2. The police/FBI are informed and lay charges
3. The courts fine you and put the offense on your record.
#4 You do something that violates a EULA while on Steam/Origin/similar
1. They catch you
2. They ban your account and take away everything you've ever purchased
DO YOU SEE THE DIFFERENCE?
The entire concept of EULAs or DRM is offensive quite frankly. You should buy something, and it should be yours. Simple as that.
If a violate some IP law, they can charge me or sue me through the proper channels (ie the police/courts). The fact that corporations like Valve, EA or other digital distribution/DRM services have such powers is absurd and any self-respecting consumer should be offended.
They are OBJECTIVELY worse for the consumer, and the fact that people both put up with it and defend such practices is shameful.

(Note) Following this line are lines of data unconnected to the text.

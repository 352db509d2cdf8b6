use std::collections::HashMap;

use axum::extract::{Query, State};
use axum::http::HeaderMap;
use axum::Json;
use serde_json::{json, Value};

use super::identity::caller_id;
use super::GatewayState;
use crate::server::error::ApiError;
use crate::server::ratings::{aggregate, aggregate_all, parse_rating};
use crate::server::store::unix_ms;

fn scenario_param(q: &HashMap<String, String>) -> Option<&str> {
    q.get("scenarioId")
        .map(|s| s.trim())
        .filter(|s| !s.is_empty())
}

pub(super) async fn list_ratings(
    State(st): State<GatewayState>,
    Query(q): Query<HashMap<String, String>>,
) -> Result<Json<Value>, ApiError> {
    if q.get("all").is_some_and(|v| v == "true") {
        let ratings = st.store.list_all_ratings()?;
        return Ok(Json(json!({ "aggregates": aggregate_all(&ratings) })));
    }
    let Some(scenario_id) = scenario_param(&q) else {
        return Err(ApiError::validation("scenarioId or all=true is required"));
    };
    let ratings = st.store.list_scenario_ratings(scenario_id)?;
    Ok(Json(json!({ "aggregate": aggregate(scenario_id, &ratings) })))
}

pub(super) async fn submit_rating(
    State(st): State<GatewayState>,
    headers: HeaderMap,
    Json(body): Json<Value>,
) -> Result<Json<Value>, ApiError> {
    let user_id = caller_id(&st, &headers).await?;
    let scenario_id = body
        .get("scenarioId")
        .and_then(|v| v.as_str())
        .map(str::trim)
        .filter(|s| !s.is_empty())
        .ok_or_else(|| ApiError::validation("scenarioId is required"))?
        .to_string();
    let value = parse_rating(body.get("rating"))?;

    let rating = st
        .store
        .upsert_rating(&scenario_id, &user_id, value, unix_ms())?;
    let all = st.store.list_scenario_ratings(&scenario_id)?;
    Ok(Json(json!({
        "rating": rating,
        "aggregate": aggregate(&scenario_id, &all),
    })))
}

pub(super) async fn user_ratings(
    State(st): State<GatewayState>,
    headers: HeaderMap,
    Query(q): Query<HashMap<String, String>>,
) -> Result<Json<Value>, ApiError> {
    let user_id = caller_id(&st, &headers).await?;
    if let Some(scenario_id) = scenario_param(&q) {
        let rating = st.store.get_rating(scenario_id, &user_id)?;
        return Ok(Json(json!({ "rating": rating })));
    }
    let ratings = st.store.list_user_ratings(&user_id)?;
    Ok(Json(json!({ "ratings": ratings })))
}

Steam itself is openly deceptive in the way it conducts business as well (as origin probably is):
When you purchase a game, it doesn't say "purchase the rights to play" or "subscribe" it simply says "buy or purchase".
Or at the checkout
ll digital goods are delivered via the Steam desktop application.Digital
goods? You mean like, POSESSIONS? Something I OWN? No. It's a subscription that they can cancel at any time without being required consulting legal authorities whatsoever.
So I "subscribe to steam".
I purchase hundreds of dollars of "subscriptions" to games through steam.
And they can deny me access to all of those for any reason they feel is justified at any time.
And you're saying there's no difference between Steam and GOG?